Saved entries
BEGIN

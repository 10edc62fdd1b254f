//! Canonical identity of one workflow step execution.

use serde::{Deserialize, Serialize};
use std::collections::BTreeMap;
use std::fmt;

use super::params::StepParams;
use super::line::MockLine;
use super::trace::TraceStep;

/// Exit status of a successful step.
pub const STATUS_SUCCESS: i32 = 0;

/// Exit status used for a failed step when no specific code matters.
pub const STATUS_FAILURE: i32 = 1;

/// One step, identified by `(name, job_id)`.
///
/// Two identities are equal iff every field is structurally equal. Inputs
/// and envs compare as ordered lists.
///
/// # Example
///
/// ```
/// use workflow_fixtures::step::StepIdentity;
///
/// let step = StepIdentity::new("Update production branch", Some("updateProduction"), "Updating production branch")
///     .with_inputs([("TARGET_BRANCH", "production")]);
///
/// assert_eq!(step.job_id.as_deref(), Some("UPDATEPRODUCTION"));
/// assert_eq!(
///     step.output_line(),
///     "[MOCK] UPDATEPRODUCTION Updating production branch, TARGET_BRANCH=production"
/// );
/// ```
#[derive(Debug, Clone, PartialEq, Eq, Serialize, Deserialize)]
pub struct StepIdentity {
    /// Step name as declared in the workflow.
    pub name: String,

    /// Uppercased job id; `None` means job-agnostic.
    pub job_id: Option<String>,

    /// Log line the step is expected to produce.
    pub message: String,

    /// Declared `with:` parameters.
    pub inputs: StepParams,

    /// Declared `env:` entries.
    pub envs: StepParams,

    /// Exit status (0 = success).
    pub status: i32,

    /// Values the step resolves to for dependent steps.
    #[serde(default, skip_serializing_if = "BTreeMap::is_empty")]
    pub outputs: BTreeMap<String, String>,

    /// Whether the step executes at all.
    pub will_run: bool,
}

impl StepIdentity {
    /// Create a successful, running step with no parameters.
    ///
    /// The job id is uppercased into its canonical form.
    pub fn new(name: impl Into<String>, job_id: Option<&str>, message: impl Into<String>) -> Self {
        Self {
            name: name.into(),
            job_id: job_id.map(str::to_uppercase),
            message: message.into(),
            inputs: StepParams::new(),
            envs: StepParams::new(),
            status: STATUS_SUCCESS,
            outputs: BTreeMap::new(),
            will_run: true,
        }
    }

    /// Set the declared inputs, in order.
    pub fn with_inputs<I, K, V>(mut self, inputs: I) -> Self
    where
        I: IntoIterator<Item = (K, V)>,
        K: Into<String>,
        V: Into<String>,
    {
        self.inputs = inputs.into_iter().collect();
        self
    }

    /// Set the declared env entries, in order.
    pub fn with_envs<I, K, V>(mut self, envs: I) -> Self
    where
        I: IntoIterator<Item = (K, V)>,
        K: Into<String>,
        V: Into<String>,
    {
        self.envs = envs.into_iter().collect();
        self
    }

    /// Set the exit status.
    pub fn with_status(mut self, status: i32) -> Self {
        self.status = status;
        self
    }

    /// Expect the step to fail.
    pub fn failed(self) -> Self {
        self.with_status(STATUS_FAILURE)
    }

    /// Set the step outputs.
    pub fn with_outputs<I, K, V>(mut self, outputs: I) -> Self
    where
        I: IntoIterator<Item = (K, V)>,
        K: Into<String>,
        V: Into<String>,
    {
        self.outputs = outputs
            .into_iter()
            .map(|(k, v)| (k.into(), v.into()))
            .collect();
        self
    }

    /// Mark the step as not executing.
    pub fn skipped(mut self) -> Self {
        self.will_run = false;
        self
    }

    /// Whether the step is expected to succeed.
    pub fn succeeded(&self) -> bool {
        self.status == STATUS_SUCCESS
    }

    /// Copy with inputs and envs sorted by key.
    pub fn normalized(&self) -> Self {
        Self {
            inputs: self.inputs.normalized(),
            envs: self.envs.normalized(),
            ..self.clone()
        }
    }

    /// The decoded line a mocked execution of this step prints.
    pub fn mock_line(&self) -> MockLine {
        MockLine {
            inputs: self.inputs.clone(),
            envs: self.envs.clone(),
            ..MockLine::new(self.job_id.as_deref(), &self.message)
        }
    }

    /// The line a mocked execution of this step prints.
    pub fn output_line(&self) -> String {
        self.mock_line().to_string()
    }

    /// The trace record this step produces, or `None` if it does not run.
    pub fn to_trace_step(&self) -> Option<TraceStep> {
        self.will_run
            .then(|| TraceStep::new(self.name.clone(), self.status, self.output_line()))
    }

    /// Whether a trace record is an execution of exactly this step.
    ///
    /// Compares name and status, then decodes the record output and
    /// compares headline, ordered inputs and ordered envs. A step that will
    /// not run matches nothing, and neither does output that is not a mock
    /// line.
    pub fn matches(&self, record: &TraceStep) -> bool {
        self.will_run
            && self.name == record.name
            && self.status == record.status
            && MockLine::parse(&record.output).is_some_and(|line| line == self.mock_line())
    }
}

impl fmt::Display for StepIdentity {
    fn fmt(&self, f: &mut fmt::Formatter<'_>) -> fmt::Result {
        write!(
            f,
            "{{ name: {:?}, job: {}, message: {:?}, inputs: {}, envs: {}, status: {}, will_run: {} }}",
            self.name,
            self.job_id.as_deref().unwrap_or("<any>"),
            self.message,
            self.inputs,
            self.envs,
            self.status,
            self.will_run
        )
    }
}
//! Writing generated files without overwriting anything.

use std::fs::{self, OpenOptions};
use std::io::{self, Write};
use std::path::{Path, PathBuf};

use crate::error::{FixtureError, Result};

use super::naming::{assertions_file_stem, mocks_file_stem, test_file_stem};
use super::Scaffold;

/// Destination paths of the three generated files.
#[derive(Debug, Clone, PartialEq, Eq)]
pub struct ScaffoldTargets {
    pub mocks: PathBuf,
    pub assertions: PathBuf,
    pub test: PathBuf,
}

impl ScaffoldTargets {
    /// Standard targets for a workflow.
    ///
    /// ```
    /// use std::path::Path;
    /// use workflow_fixtures::scaffold::ScaffoldTargets;
    ///
    /// let targets = ScaffoldTargets::new(
    ///     "deploy",
    ///     Path::new("tests/mocks"),
    ///     Path::new("tests/assertions"),
    ///     Path::new("tests"),
    ///     "rs",
    /// );
    /// assert_eq!(targets.mocks, Path::new("tests/mocks/deployMocks.rs"));
    /// assert_eq!(targets.test, Path::new("tests/deploy.test.rs"));
    /// ```
    pub fn new(
        workflow_name: &str,
        mocks_dir: &Path,
        assertions_dir: &Path,
        tests_dir: &Path,
        extension: &str,
    ) -> Self {
        Self {
            mocks: mocks_dir.join(format!("{}.{}", mocks_file_stem(workflow_name), extension)),
            assertions: assertions_dir.join(format!(
                "{}.{}",
                assertions_file_stem(workflow_name),
                extension
            )),
            test: tests_dir.join(format!("{}.{}", test_file_stem(workflow_name), extension)),
        }
    }

    fn entries(&self) -> [(&'static str, &Path); 3] {
        [
            ("mocks", self.mocks.as_path()),
            ("assertions", self.assertions.as_path()),
            ("test", self.test.as_path()),
        ]
    }

    /// First target that already exists, with its kind.
    pub fn existing(&self) -> Option<(&'static str, &Path)> {
        self.entries().into_iter().find(|(_, path)| path.exists())
    }

    /// Fail with `TargetExists` if any target is already present.
    pub fn ensure_absent(&self) -> Result<()> {
        match self.existing() {
            Some((kind, path)) => Err(FixtureError::TargetExists {
                kind: kind.to_string(),
                path: path.to_path_buf(),
            }),
            None => Ok(()),
        }
    }
}

/// Write all three files or none.
///
/// Every target is checked before anything is written. Files are created
/// with create-new semantics; on a failed write the files already written
/// by this call are removed again, along with the directories it created.
///
/// # Errors
///
/// `TargetExists` if any target is present, `Io` if a write fails.
pub fn write_scaffold(targets: &ScaffoldTargets, scaffold: &Scaffold) -> Result<Vec<PathBuf>> {
    targets.ensure_absent()?;

    let files = [
        (targets.mocks.as_path(), scaffold.mocks.as_str()),
        (targets.assertions.as_path(), scaffold.assertions.as_str()),
        (targets.test.as_path(), scaffold.test.as_str()),
    ];

    let mut written: Vec<PathBuf> = Vec::with_capacity(files.len());
    let mut created_dirs: Vec<PathBuf> = Vec::new();
    for (kind, (path, contents)) in ["mocks", "assertions", "test"].into_iter().zip(files) {
        match create_new(path, contents, &mut created_dirs) {
            Ok(()) => {
                tracing::info!("Created {} file {}", kind, path.display());
                written.push(path.to_path_buf());
            }
            Err(err) => {
                roll_back(&written, &created_dirs);
                if err.kind() == io::ErrorKind::AlreadyExists && path.exists() {
                    return Err(FixtureError::TargetExists {
                        kind: kind.to_string(),
                        path: path.to_path_buf(),
                    });
                }
                return Err(err.into());
            }
        }
    }
    Ok(written)
}

/// Create `path` and any missing parents, recording new directories in
/// `created_dirs` outermost first.
fn create_new(path: &Path, contents: &str, created_dirs: &mut Vec<PathBuf>) -> io::Result<()> {
    if let Some(parent) = path.parent().filter(|p| !p.as_os_str().is_empty()) {
        let mut missing: Vec<PathBuf> = parent
            .ancestors()
            .take_while(|dir| !dir.as_os_str().is_empty() && !dir.exists())
            .map(Path::to_path_buf)
            .collect();
        missing.reverse();
        created_dirs.extend(missing);
        fs::create_dir_all(parent)?;
    }
    let mut file = OpenOptions::new().write(true).create_new(true).open(path)?;
    file.write_all(contents.as_bytes())?;
    file.flush()
}

fn roll_back(written: &[PathBuf], created_dirs: &[PathBuf]) {
    for path in written {
        if let Err(err) = fs::remove_file(path) {
            tracing::warn!("Could not remove {}: {}", path.display(), err);
        }
    }
    for dir in created_dirs.iter().rev().filter(|dir| dir.exists()) {
        if let Err(err) = fs::remove_dir(dir) {
            tracing::warn!("Could not remove {}: {}", dir.display(), err);
        }
    }
}
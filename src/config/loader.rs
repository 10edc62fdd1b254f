//! Configuration file discovery and loading.

use std::fs;
use std::path::{Path, PathBuf};

use crate::config::schema::HarnessConfig;
use crate::error::{FixtureError, Result};

/// Directory holding the tool's own files.
pub const CONFIG_DIR: &str = ".wfx";

/// Project config location for a root.
pub fn config_path(project_root: &Path) -> PathBuf {
    project_root.join(CONFIG_DIR).join("config.yml")
}

/// Find the project root by walking up from `start`.
///
/// Looks for a `.wfx` directory first, then falls back to `.git`.
pub fn find_project_root(start: &Path) -> Option<PathBuf> {
    let mut current = start.to_path_buf();

    loop {
        if current.join(CONFIG_DIR).is_dir() || current.join(".git").exists() {
            return Some(current);
        }
        if !current.pop() {
            return None;
        }
    }
}

/// Parse YAML content into a [`HarnessConfig`].
///
/// An empty document yields the defaults.
pub fn parse_config(content: &str, source_path: &Path) -> Result<HarnessConfig> {
    if content.trim().is_empty() {
        return Ok(HarnessConfig::default());
    }
    serde_yaml::from_str(content).map_err(|e| FixtureError::ConfigParse {
        path: source_path.to_path_buf(),
        message: e.to_string(),
    })
}

/// Load the project config, or the defaults if there is none.
///
/// With `config_override` the given file must exist.
///
/// # Errors
///
/// `Configuration` if the override file is missing, `ConfigParse` if the
/// YAML is invalid.
pub fn load_config(project_root: &Path, config_override: Option<&Path>) -> Result<HarnessConfig> {
    let path = match config_override {
        Some(path) => path.to_path_buf(),
        None => config_path(project_root),
    };

    match fs::read_to_string(&path) {
        Ok(content) => {
            tracing::debug!("Loading config from {}", path.display());
            parse_config(&content, &path)
        }
        Err(e) if e.kind() == std::io::ErrorKind::NotFound => {
            if config_override.is_some() {
                return Err(FixtureError::Configuration {
                    message: format!("config file {} does not exist", path.display()),
                });
            }
            tracing::debug!("No config at {}, using defaults", path.display());
            Ok(HarnessConfig::default())
        }
        Err(e) => Err(FixtureError::Io(e)),
    }
}
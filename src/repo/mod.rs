//! Throwaway repositories for workflow runs.
//!
//! A [`MockRepository`] materializes one or more named repositories under a
//! single temporary directory. Everything is removed on
//! [`teardown`](MockRepository::teardown) or when the value is dropped, so
//! a panicking test leaves nothing behind.
//!
//! # Example
//!
//! ```
//! use std::fs;
//! use workflow_fixtures::repo::{FileCopy, MockRepository};
//!
//! let source = tempfile::tempdir().unwrap();
//! fs::write(source.path().join("deploy.yml"), "jobs: {}").unwrap();
//!
//! let repo = MockRepository::builder()
//!     .repo("app", vec![FileCopy::new(source.path().join("deploy.yml"), ".github/workflows/deploy.yml")])
//!     .setup()
//!     .unwrap();
//!
//! let path = repo.get_path("app").unwrap();
//! assert!(path.join(".github/workflows/deploy.yml").is_file());
//! repo.teardown().unwrap();
//! ```

use std::fs;
use std::path::{Path, PathBuf};
use std::process::Command;

use tempfile::TempDir;

use crate::error::{FixtureError, Result};

/// One entry of a repository manifest: copy `src` (file or directory) to
/// `dest`, relative to the repository root.
#[derive(Debug, Clone, PartialEq, Eq)]
pub struct FileCopy {
    pub src: PathBuf,
    pub dest: PathBuf,
}

impl FileCopy {
    pub fn new(src: impl Into<PathBuf>, dest: impl Into<PathBuf>) -> Self {
        Self {
            src: src.into(),
            dest: dest.into(),
        }
    }
}

#[derive(Debug, Clone)]
struct RepoSpec {
    name: String,
    files: Vec<FileCopy>,
}

/// Builder for [`MockRepository`].
#[derive(Debug, Clone, Default)]
pub struct MockRepositoryBuilder {
    repos: Vec<RepoSpec>,
    init_git: bool,
}

impl MockRepositoryBuilder {
    /// Add a repository populated from `files`.
    pub fn repo(mut self, name: impl Into<String>, files: Vec<FileCopy>) -> Self {
        self.repos.push(RepoSpec {
            name: name.into(),
            files,
        });
        self
    }

    /// Run `git init` and commit the copied files in every repository.
    pub fn init_git(mut self, init_git: bool) -> Self {
        self.init_git = init_git;
        self
    }

    /// Materialize every repository.
    ///
    /// Manifest entries whose source does not exist are skipped with a
    /// warning, so a shared manifest can list optional directories.
    ///
    /// # Errors
    ///
    /// `RepositorySetup` if a repository name is duplicated or unsafe, a
    /// copy fails, or `git` fails.
    pub fn setup(self) -> Result<MockRepository> {
        let root = tempfile::Builder::new().prefix("wfx-repo").tempdir()?;
        let mut repos = Vec::with_capacity(self.repos.len());

        for entry in self.repos {
            let path = root.path().join(&entry.name);
            let setup_error = |message: String| FixtureError::RepositorySetup {
                path: path.clone(),
                message,
            };

            if !is_plain_name(&entry.name) {
                return Err(setup_error(format!(
                    "repository name '{}' must be a single path component",
                    entry.name
                )));
            }
            if repos.iter().any(|(name, _): &(String, PathBuf)| *name == entry.name) {
                return Err(setup_error(format!(
                    "repository '{}' declared twice",
                    entry.name
                )));
            }

            fs::create_dir_all(&path).map_err(|e| setup_error(e.to_string()))?;
            for file in &entry.files {
                if !file.src.exists() {
                    tracing::warn!("Skipping missing source {}", file.src.display());
                    continue;
                }
                copy_recursive(&file.src, &path.join(&file.dest))
                    .map_err(|e| setup_error(format!("copying {}: {}", file.src.display(), e)))?;
            }

            if self.init_git {
                init_git_repo(&path).map_err(setup_error)?;
            }

            tracing::debug!("Set up mock repository '{}' at {}", entry.name, path.display());
            repos.push((entry.name, path));
        }

        Ok(MockRepository {
            root: Some(root),
            repos,
        })
    }
}

/// Scoped throwaway repositories.
#[derive(Debug)]
pub struct MockRepository {
    root: Option<TempDir>,
    repos: Vec<(String, PathBuf)>,
}

impl MockRepository {
    pub fn builder() -> MockRepositoryBuilder {
        MockRepositoryBuilder::default()
    }

    /// Path of a named repository.
    pub fn get_path(&self, name: &str) -> Option<&Path> {
        self.repos
            .iter()
            .find(|(repo, _)| repo == name)
            .map(|(_, path)| path.as_path())
    }

    /// Directory holding every repository.
    pub fn root(&self) -> Option<&Path> {
        self.root.as_ref().map(TempDir::path)
    }

    /// Remove everything, reporting any failure.
    pub fn teardown(mut self) -> Result<()> {
        match self.root.take() {
            Some(root) => root.close().map_err(FixtureError::Io),
            None => Ok(()),
        }
    }
}

fn is_plain_name(name: &str) -> bool {
    let mut components = Path::new(name).components();
    matches!(
        (components.next(), components.next()),
        (Some(std::path::Component::Normal(_)), None)
    )
}

fn copy_recursive(src: &Path, dest: &Path) -> std::io::Result<()> {
    if src.is_dir() {
        fs::create_dir_all(dest)?;
        for entry in fs::read_dir(src)? {
            let entry = entry?;
            copy_recursive(&entry.path(), &dest.join(entry.file_name()))?;
        }
        Ok(())
    } else {
        if let Some(parent) = dest.parent() {
            fs::create_dir_all(parent)?;
        }
        fs::copy(src, dest).map(|_| ())
    }
}

fn init_git_repo(path: &Path) -> std::result::Result<(), String> {
    let steps: [&[&str]; 3] = [
        &["init", "--quiet", "--initial-branch=main"],
        &["add", "--all"],
        &["commit", "--quiet", "--allow-empty", "-m", "Initial commit"],
    ];
    for args in steps {
        let output = Command::new("git")
            .args(args)
            .current_dir(path)
            .env("GIT_AUTHOR_NAME", "Dummy Author")
            .env("GIT_AUTHOR_EMAIL", "dummy@example.com")
            .env("GIT_COMMITTER_NAME", "Dummy Author")
            .env("GIT_COMMITTER_EMAIL", "dummy@example.com")
            .output()
            .map_err(|e| format!("failed to run git: {}", e))?;
        if !output.status.success() {
            return Err(format!(
                "git {} failed: {}",
                args.join(" "),
                String::from_utf8_lossy(&output.stderr).trim()
            ));
        }
    }
    Ok(())
}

END

## DIRECTIONS FOR THIS TASK:
"HarnessConfig" is the string to look for; please copy every line of the records above where it appears.

## EXERCISE ANSWER:
use crate::config::schema::HarnessConfig;
/// Parse YAML content into a [`HarnessConfig`].
pub fn parse_config(content: &str, source_path: &Path) -> Result<HarnessConfig> {
        return Ok(HarnessConfig::default());
pub fn load_config(project_root: &Path, config_override: Option<&Path>) -> Result<HarnessConfig> {
            Ok(HarnessConfig::default())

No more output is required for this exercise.